La permanence de l’imaginaire et des représentations issues de la période de la résistance et de la guerre civile qui s’en est suivie sont en Grèce particulièrement frappantes. Un ouvrage publié récemment par les éditions de La Fabrique nous donne l’occasion de réaborder cette période.
L’auteure, Joëlle Fontaine, présente elle-même l’enjeu que représente cette question : « On ne peut comprendre ce qu’est la Grèce actuelle en ignorant toutes ces années de guerre et de dictatures qui ont laissé des traces profondes ».
Contre les nazis et contre les britanniques
Avant d’aborder la période de la Seconde Guerre mondiale, l’auteure brosse en introduction un bref mais utile portrait de l’histoire précédente de ce pays qui se trouve très tôt dans l’orbite d’influence de la Grande Bretagne. On y apprend qu’une semblable crise de la dette a frappé l’Etat grec, qui se déclare en faillite en 1932. Le Royaume-Uni demeure le principal créancier, ce qui va avoir des conséquences importantes par la suite. Joëlle Fontaine montre bien les tensions qui vont aller crescendo entre la résistance, qui se développe jusqu’à devenir un véritable mouvement de masse, et les autorités britanniques. Malgré le paravent de la grande alliance contre le fascisme, la répression est féroce à l’égard des membres de l’EAM (Front de libération nationale), en particulier ceux qui sont membres des forces armées grecques en Egypte.
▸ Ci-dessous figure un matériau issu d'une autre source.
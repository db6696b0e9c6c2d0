//! Storage modules: settings

pub mod config;
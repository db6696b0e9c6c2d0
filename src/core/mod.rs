pub mod downloader;
pub mod options;
pub mod playlist;
pub mod rights;
pub mod ytdlp;
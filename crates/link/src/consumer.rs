// SPDX-License-Identifier: BUSL-1.1
// Copyright (c) 2026 Alfred Jean LLC

//! Consuming pipeline: prefetch, delivery queue, single handler invoker.
//!
//! Per activation the core declares its topology (which names the queue),
//! sets `basic.qos`, starts `basic.consume` and pumps deliveries — each
//! stamped with the activation's generation and model — into an internal
//! queue. One long-lived invoker awaits the user handler per delivery and
//! sends at most one outcome to the broker, always on the generation that
//! delivered the message. Stale generations are dropped silently: the
//! broker already requeued them when the channel closed.

use std::sync::atomic::{AtomicU64, Ordering};
use std::sync::Arc;

use async_trait::async_trait;
use futures_util::future::BoxFuture;
use tokio::sync::mpsc;
use tokio_util::sync::CancellationToken;

use crate::channel::{ChannelContext, ChannelHandler, ChannelSupervisor};
use crate::error::{LinkError, TransportError};
use crate::id::correlation_id;
use crate::message::Delivery;
use crate::topology::TopologyOps;
use crate::transport::TransportChannel;

/// What to tell the broker about a handled delivery.
#[derive(Debug, Clone, Copy, PartialEq, Eq)]
pub enum ConsumeOutcome {
    Ack,
    Nack { requeue: bool },
    Reject { requeue: bool },
}

/// User message handler.
///
/// The token fires when the consumer is disposing; a handler parked on an
/// external gate should give up then (its delivery is left unacked for the
/// broker to redeliver).
#[async_trait]
pub trait DeliveryHandler: Send + Sync + 'static {
    async fn handle(
        &self,
        delivery: Delivery,
        cancel: CancellationToken,
    ) -> Result<ConsumeOutcome, LinkError>;
}

/// Topology callback for a consumer; resolves to the queue to consume.
pub type ConsumerTopologyFn =
    Arc<dyn Fn(TopologyOps) -> BoxFuture<'static, Result<String, LinkError>> + Send + Sync>;

/// Box a plain async closure into a [`ConsumerTopologyFn`].
pub fn consumer_topology_fn<F, Fut>(topology: F) -> ConsumerTopologyFn
where
    F: Fn(TopologyOps) -> Fut + Send + Sync + 'static,
    Fut: std::future::Future<Output = Result<String, LinkError>> + Send + 'static,
{
    Arc::new(move |ops| {
        let future: BoxFuture<'static, Result<String, LinkError>> = Box::pin(topology(ops));
        future
    })
}

struct StampedDelivery {
    delivery: Delivery,
    /// Model of the generation that delivered; outcomes go here or nowhere.
    model: Arc<dyn TransportChannel>,
}

pub(crate) struct ConsumerCore {
    id: String,
    prefetch: u16,
    auto_ack: bool,
    requeue_on_error: bool,
    topology: ConsumerTopologyFn,
    handler: Arc<dyn DeliveryHandler>,
    deliveries_tx: mpsc::UnboundedSender<StampedDelivery>,
    dispose: CancellationToken,
    current_generation: AtomicU64,
}

impl ConsumerCore {
    fn new(
        prefetch: u16,
        auto_ack: bool,
        requeue_on_error: bool,
        topology: ConsumerTopologyFn,
        handler: Arc<dyn DeliveryHandler>,
    ) -> Arc<Self> {
        let (deliveries_tx, deliveries_rx) = mpsc::unbounded_channel();
        let core = Arc::new(Self {
            id: correlation_id("cons"),
            prefetch,
            auto_ack,
            requeue_on_error,
            topology,
            handler,
            deliveries_tx,
            dispose: CancellationToken::new(),
            current_generation: AtomicU64::new(0),
        });
        tokio::spawn(run_invoker(Arc::clone(&core), deliveries_rx));
        core
    }

    fn is_current(&self, generation: u64) -> bool {
        self.current_generation.load(Ordering::Acquire) == generation
    }
}

#[async_trait]
impl ChannelHandler for ConsumerCore {
    async fn on_active(
        &self,
        ctx: ChannelContext,
        active: CancellationToken,
    ) -> Result<(), LinkError> {
        self.current_generation.store(ctx.generation, Ordering::Release);

        let queue = (self.topology)(TopologyOps::new(Arc::clone(&ctx.model))).await?;
        ctx.model.basic_qos(self.prefetch).await.map_err(LinkError::from)?;
        let mut stream = ctx
            .model
            .basic_consume(&queue, &self.id, self.auto_ack)
            .await
            .map_err(LinkError::from)?;
        tracing::debug!(
            cons_id = %self.id,
            queue = %queue,
            generation = ctx.generation,
            prefetch = self.prefetch,
            "consuming"
        );

        loop {
            tokio::select! {
                _ = active.cancelled() => return Ok(()),
                raw = stream.recv() => {
                    let Some(raw) = raw else {
                        // The consume stream died without a notice.
                        return Err(LinkError::Transport(TransportError::ChannelClosed));
                    };
                    let delivery = Delivery {
                        delivery_tag: raw.delivery_tag,
                        redelivered: raw.redelivered,
                        exchange: raw.exchange,
                        routing_key: raw.routing_key,
                        queue: queue.clone(),
                        properties: raw.properties,
                        body: raw.body,
                        generation: ctx.generation,
                    };
                    let stamped =
                        StampedDelivery { delivery, model: Arc::clone(&ctx.model) };
                    if self.deliveries_tx.send(stamped).is_err() {
                        return Ok(());
                    }
                }
            }
        }
    }

    fn on_disposed(&self) {
        self.dispose.cancel();
    }
}

async fn run_invoker(core: Arc<ConsumerCore>, mut rx: mpsc::UnboundedReceiver<StampedDelivery>) {
    loop {
        let stamped = tokio::select! {
            _ = core.dispose.cancelled() => break,
            stamped = rx.recv() => match stamped {
                Some(stamped) => stamped,
                None => break,
            },
        };
        if !core.is_current(stamped.delivery.generation) {
            tracing::trace!(
                cons_id = %core.id,
                delivery_tag = stamped.delivery.delivery_tag,
                "dropping delivery from replaced channel"
            );
            continue;
        }

        let delivery_tag = stamped.delivery.delivery_tag;
        let generation = stamped.delivery.generation;
        let handled = tokio::select! {
            // Disposal abandons the in-flight invocation: no outcome is
            // sent and the broker redelivers.
            _ = core.dispose.cancelled() => break,
            handled = core.handler.handle(stamped.delivery, core.dispose.child_token()) => handled,
        };
        let outcome = match handled {
            Ok(outcome) => outcome,
            Err(error) => {
                tracing::warn!(cons_id = %core.id, err = %error, "delivery handler failed");
                if core.requeue_on_error {
                    ConsumeOutcome::Nack { requeue: true }
                } else {
                    ConsumeOutcome::Reject { requeue: false }
                }
            }
        };

        if core.auto_ack {
            continue;
        }
        if !core.is_current(generation) {
            tracing::trace!(
                cons_id = %core.id,
                delivery_tag,
                "dropping outcome for replaced channel"
            );
            continue;
        }
        let sent = match outcome {
            ConsumeOutcome::Ack => stamped.model.basic_ack(delivery_tag, false).await,
            ConsumeOutcome::Nack { requeue } => {
                stamped.model.basic_nack(delivery_tag, false, requeue).await
            }
            ConsumeOutcome::Reject { requeue } => {
                stamped.model.basic_reject(delivery_tag, requeue).await
            }
        };
        if let Err(error) = sent {
            tracing::debug!(cons_id = %core.id, err = %error, "outcome dispatch failed");
        }
    }
}

/// Disposable consuming handle bound to one channel.
pub struct Consumer {
    core: Arc<ConsumerCore>,
    channel: Arc<ChannelSupervisor>,
}

impl Consumer {
    pub(crate) fn start(
        prefetch: u16,
        auto_ack: bool,
        requeue_on_error: bool,
        topology: ConsumerTopologyFn,
        handler: Arc<dyn DeliveryHandler>,
        channel_factory: impl FnOnce(Arc<ConsumerCore>) -> Arc<ChannelSupervisor>,
    ) -> Self {
        let core = ConsumerCore::new(prefetch, auto_ack, requeue_on_error, topology, handler);
        let channel = channel_factory(Arc::clone(&core));
        Self { core, channel }
    }

    pub fn id(&self) -> &str {
        &self.core.id
    }

    pub async fn dispose(&self) {
        self.channel.dispose().await;
    }
}

/// Builder for a [`Consumer`]. Obtained from [`Link::consumer`].
///
/// [`Link::consumer`]: crate::link::Link::consumer
pub struct ConsumerBuilder {
    pub(crate) prefetch: u16,
    pub(crate) auto_ack: bool,
    pub(crate) requeue_on_error: bool,
    pub(crate) topology: Option<ConsumerTopologyFn>,
    pub(crate) handler: Option<Arc<dyn DeliveryHandler>>,
    pub(crate) channel_factory: Box<dyn FnOnce(Arc<ConsumerCore>) -> Arc<ChannelSupervisor>>,
}

impl ConsumerBuilder {
    /// Consume from an existing queue without declaring anything.
    pub fn queue(mut self, name: impl Into<String>) -> Self {
        let name = name.into();
        self.topology = Some(consumer_topology_fn(move |_ops| {
            let name = name.clone();
            async move { Ok(name) }
        }));
        self
    }

    /// Declare topology per activation; the callback names the queue.
    pub fn topology<F, Fut>(mut self, topology: F) -> Self
    where
        F: Fn(TopologyOps) -> Fut + Send + Sync + 'static,
        Fut: std::future::Future<Output = Result<String, LinkError>> + Send + 'static,
    {
        self.topology = Some(consumer_topology_fn(topology));
        self
    }

    pub fn prefetch(mut self, prefetch: u16) -> Self {
        self.prefetch = prefetch;
        self
    }

    pub fn auto_ack(mut self, auto_ack: bool) -> Self {
        self.auto_ack = auto_ack;
        self
    }

    /// Whether a handler error nacks with requeue (default) or rejects
    /// without.
    pub fn requeue_on_error(mut self, requeue: bool) -> Self {
        self.requeue_on_error = requeue;
        self
    }

    pub fn handler(mut self, handler: Arc<dyn DeliveryHandler>) -> Self {
        self.handler = Some(handler);
        self
    }

    pub fn build(self) -> Result<Consumer, LinkError> {
        let topology = self.topology.ok_or_else(|| {
            LinkError::Configuration("consumer needs a queue or a topology callback".to_owned())
        })?;
        let handler = self
            .handler
            .ok_or_else(|| LinkError::Configuration("consumer needs a handler".to_owned()))?;
        Ok(Consumer::start(
            self.prefetch,
            self.auto_ack,
            self.requeue_on_error,
            topology,
            handler,
            self.channel_factory,
        ))
    }
}

#[cfg(test)]
#[path = "consumer_tests.rs"]
mod tests;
Toute cette période est marquée par un double mouvement, qui n’est pas sans évoquer la situation actuelle : d’un côté, une implication de plus en plus forte et déterminée des couches populaires dans la résistance, malgré la féroce répression nazie et des conditions de vie terribles. La famine frappe durement la population des villes. L’armée de partisans, l’ELAS, se développe considérablement, jusqu’à devenir une structure de masse. Cette dynamique conduit à la mise en place de structures d’auto-organisation populaires, dans les villages et les quartiers. De l’autre, la puissance britannique qui s’efforce en permanence de trouver des solutions institutionnelles permettant de garantir son influence. C’est une valse continue de gouvernements, de cabinets, un jeu de marionnettes au cours duquel on sort de vieux notables du placard. Le seul mot d’ordre : tout sauf le pouvoir populaire !
La libération confisquée
Lors du retrait des troupes nazies, Churchill va tout faire pour imposer une solution qui favorise les intérêts de la Grande-Bretagne, faisant le choix de prélever des troupes sur le front italien pour assurer l’occupation d’Athènes. La manipulation ne connaît aucune limite, et c’est dans ce contexte que se déroulent les fameuses tractations avec Staline, qui livre la Grèce en échange de la Pologne. Une trahison que n’imaginent pas les militants communistes grecs, qui pensent également improbable un coup de force antidémocratique. Ces hésitations laissent les mains libres au nouvel occupant britannique et à ses alliés locaux, pour une part des transfuges du régime dictatorial de Métaxas. L’auteure se montre peu diserte sur la politique du parti communiste grec, le KKE. Elle ne fait qu’évoquer rapidement la répression des autres forces de gauche et sa chasse aux communistes hétérodoxes.
Malgré une trajectoire particulière, la période de la résistance et de la libération en Grèce évoque des problèmes communs à l’ensemble de l’Europe : maintien du pouvoir bourgeois ou transformation révolutionnaire de la société. Les forces bourgeoises se montrèrent les plus déterminées, prêtes à jeter aux orties les principes démocratiques qui leur servaient encore de drapeau la veille. Et la politique stalinienne, qui subordonnait les intérêts des classes populaires à ceux de l’URSS et des bureaucraties qui la servaient, a délibérément encadré et affaibli la force des peuples mobilisés. Cet ouvrage vient nous rappeler à juste titre, dans cette période troublée, que l’on ne saurait transiger sur le respect de la démocratie entendue comme la prise en mains de leurs propres affaires par les opprimés.
Voilà donc une lecture stimulante, que complèteront très utilement, pour ceux qui veulent prendre du recul, deux autres ouvrages : les Mémoires, de A. Stinas1, et le formidable roman de Stratis Tsirkas, Cités à la dérive2, fresque historique époustouflante.
Par Henri Clément
1. Vous pouvez trouver cet ouvrage, épuisé, à la librairie La Brèche.
2. Disponible en poche chez Points. Il est d’ailleurs surprenant que l’auteure n’y fasse pas du tout référence.